I never got into the Dragonriders books--I guess I never identified with Lessa--but I adored the Harper Hall trilogy. Who wouldn't want a pet fire lizard? My sister, however, had read and re-read pretty much everything McCaffrey had written so far.

We got to the store early. There was already a lineup out the door and along the street. This was the old Queen West location (West, not West West), back before the brand-name clothing stores began to move in. Back before they put in the Spadina streetcar; we would have had to take the bus.

It was summer. The store had no AC. I don't think we waited that long since we had been early. I had secondhand copies of Dragonflight and Dragonsong, the pre-Michael Whelan ones with the beautiful 60s-70s cover paintings. My sister had a McCaffrey-endorsed book of some artist's paintings of all the Pern characters--People of Pern, I think it was called. She was more excited than I was.

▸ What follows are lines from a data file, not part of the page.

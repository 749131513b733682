use std::fmt;

/// Which side of a device a subscription taps.
#[derive(Debug, Clone, Copy, PartialEq, Eq, Hash)]
pub enum Direction {
    Input,
    Output,
}

/// One (device, channel, direction) subscription.
///
/// String form: `deviceType|deviceName:channelIndex:in|out`. The legacy
/// form without a device type (`deviceName:channelIndex:in|out`) still
/// parses, with an empty type tag.
#[derive(Debug, Clone, PartialEq, Eq, Hash)]
pub struct ChannelSubscription {
    pub device_type: String,
    pub device_name: String,
    pub channel: usize,
    pub direction: Direction,
}

impl ChannelSubscription {
    pub fn new(
        device_type: impl Into<String>,
        device_name: impl Into<String>,
        channel: usize,
        direction: Direction,
    ) -> Self {
        Self {
            device_type: device_type.into(),
            device_name: device_name.into(),
            channel,
            direction,
        }
    }

    /// Composite key avoiding name collisions across device backends.
    pub fn device_key(&self) -> String {
        device_key(&self.device_type, &self.device_name)
    }

    /// Parses the serialized form; `None` on any malformed field.
    pub fn parse(text: &str) -> Option<Self> {
        let (device_type, rest) = match text.split_once('|') {
            Some((device_type, rest)) => (device_type, rest),
            None => ("", text),
        };

        // Device names may contain ':'; the channel and direction are the
        // last two segments.
        let mut tail = rest.rsplitn(3, ':');
        let direction = match tail.next()? {
            "in" => Direction::Input,
            "out" => Direction::Output,
            _ => return None,
        };
        let channel: usize = tail.next()?.parse().ok()?;
        let device_name = tail.next()?;
        if device_name.is_empty() {
            return None;
        }

        Some(Self {
            device_type: device_type.to_string(),
            device_name: device_name.to_string(),
            channel,
            direction,
        })
    }
}

impl fmt::Display for ChannelSubscription {
    fn fmt(&self, f: &mut fmt::Formatter<'_>) -> fmt::Result {
        let direction = match self.direction {
            Direction::Input => "in",
            Direction::Output => "out",
        };
        write!(
            f,
            "{}|{}:{}:{}",
            self.device_type, self.device_name, self.channel, direction
        )
    }
}

pub fn device_key(device_type: &str, device_name: &str) -> String {
    format!("{device_type}|{device_name}")
}

/// A client's full subscription set. Ordering is semantic: the n-th input
/// subscription becomes channel n of the client's pulled buffer.
#[derive(Debug, Clone, Default, PartialEq, Eq)]
pub struct ClientState {
    pub inputs: Vec<ChannelSubscription>,
    pub outputs: Vec<ChannelSubscription>,
}

impl ClientState {
    pub fn is_empty(&self) -> bool {
        self.inputs.is_empty() && self.outputs.is_empty()
    }

    pub fn serialize(&self) -> String {
        let mut parts = Vec::with_capacity(2 + self.inputs.len() + self.outputs.len());
        parts.push(format!("IN:{}", self.inputs.len()));
        for sub in &self.inputs {
            parts.push(sub.to_string());
        }
        parts.push(format!("OUT:{}", self.outputs.len()));
        for sub in &self.outputs {
            parts.push(sub.to_string());
        }
        parts.join(";")
    }

    /// Parses the serialized form. Unparseable subscriptions are skipped;
    /// unrecognised segments are ignored.
    pub fn deserialize(data: &str) -> Self {
        let mut state = ClientState::default();
        let parts: Vec<&str> = data.split(';').collect();
        let mut index = 0;
        while index < parts.len() {
            let segment = parts[index];
            if let Some(count) = segment.strip_prefix("IN:").and_then(|n| n.parse::<usize>().ok()) {
                index += 1;
                for _ in 0..count {
                    if index >= parts.len() {
                        break;
                    }
                    if let Some(sub) = ChannelSubscription::parse(parts[index]) {
                        state.inputs.push(sub);
                    }
                    index += 1;
                }
            } else if let Some(count) = segment.strip_prefix("OUT:").and_then(|n| n.parse::<usize>().ok()) {
                index += 1;
                for _ in 0..count {
                    if index >= parts.len() {
                        break;
                    }
                    if let Some(sub) = ChannelSubscription::parse(parts[index]) {
                        state.outputs.push(sub);
                    }
                    index += 1;
                }
            } else {
                index += 1;
            }
        }
        state
    }
}

#[cfg(test)]
mod tests {
    use super::*;

    #[test]
    fn subscription_round_trips() {
        let sub = ChannelSubscription::new("WASAPI", "Speakers", 3, Direction::Output);
        let parsed = ChannelSubscription::parse(&sub.to_string()).unwrap();
        assert_eq!(parsed, sub);
    }

    #[test]
    fn legacy_form_parses_with_empty_type() {
        let sub = ChannelSubscription::parse("Microphone:0:in").unwrap();
        assert_eq!(sub.device_type, "");
        assert_eq!(sub.device_name, "Microphone");
        assert_eq!(sub.channel, 0);
        assert_eq!(sub.direction, Direction::Input);
    }

    #[test]
    fn device_name_may_contain_colons() {
        let sub = ChannelSubscription::parse("ALSA|hw:0,0:2:in").unwrap();
        assert_eq!(sub.device_name, "hw:0,0");
        assert_eq!(sub.channel, 2);
    }

    #[test]
    fn malformed_subscriptions_yield_none() {
        assert!(ChannelSubscription::parse("").is_none());
        assert!(ChannelSubscription::parse("Speakers").is_none());
        assert!(ChannelSubscription::parse("Speakers:x:in").is_none());
        assert!(ChannelSubscription::parse("Speakers:1:sideways").is_none());
    }

    #[test]
    fn client_state_round_trips() {
        let state = ClientState {
            inputs: vec![
                ChannelSubscription::new("ASIO", "Interface", 0, Direction::Input),
                ChannelSubscription::new("ASIO", "Interface", 1, Direction::Input),
            ],
            outputs: vec![ChannelSubscription::new(
                "WASAPI",
                "Speakers",
                0,
                Direction::Output,
            )],
        };
        assert_eq!(ClientState::deserialize(&state.serialize()), state);
    }

    #[test]
    fn deserialize_skips_garbage_segments() {
        let state = ClientState::deserialize("junk;IN:1;ASIO|Mic:0:in;stray;OUT:0");
        assert_eq!(state.inputs.len(), 1);
        assert!(state.outputs.is_empty());

        let empty = ClientState::deserialize("");
        assert!(empty.is_empty());
    }
}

Ms. McCaffrey looked pretty much like her author photo. She signed our books. My sister might have said something fannish; I don't remember. I felt a little discombobulated; the author I'd only known as a name and photo was a Real Person. We hopped back on the TTC, and went home.

In later years, my sister bemoaned the steady stream of additional Pern novels. "She's just writing them for the money now," she complained. I agreed. Now that I know that writers don't make a lot of money, though, I don't begrudge her (or others) this. This is the curse of having a successful series; I'm guessing it's easier to sell something with a good track record to a publisher than to submit something new.

But although I haven't known anyone to be excited about a new McCaffrey novel for years, both men and women in my social stream, like myself, are reminiscing that her books were the first SF they read--and are, in fact, responsible for getting them into SF. That's an impressive legacy. She will be missed and looked upon fondly.